> DATASET RECORDS
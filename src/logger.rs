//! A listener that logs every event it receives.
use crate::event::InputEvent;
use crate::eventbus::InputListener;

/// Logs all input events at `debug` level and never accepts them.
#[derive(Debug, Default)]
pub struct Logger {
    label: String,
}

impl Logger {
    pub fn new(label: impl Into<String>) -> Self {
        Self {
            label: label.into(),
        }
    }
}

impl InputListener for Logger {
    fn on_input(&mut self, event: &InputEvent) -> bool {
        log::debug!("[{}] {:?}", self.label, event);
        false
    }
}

> ABOUT THIS EXERCISE
Your answer must be the lines above, unchanged, from the first one through the line that holds "pub struct Logger", inclusive, and no others.

> RESULT FOR THIS EXERCISE
filename src/logger.rs
//! A listener that logs every event it receives.
use crate::event::InputEvent;
use crate::eventbus::InputListener;

/// Logs all input events at `debug` level and never accepts them.
#[derive(Debug, Default)]
pub struct Logger {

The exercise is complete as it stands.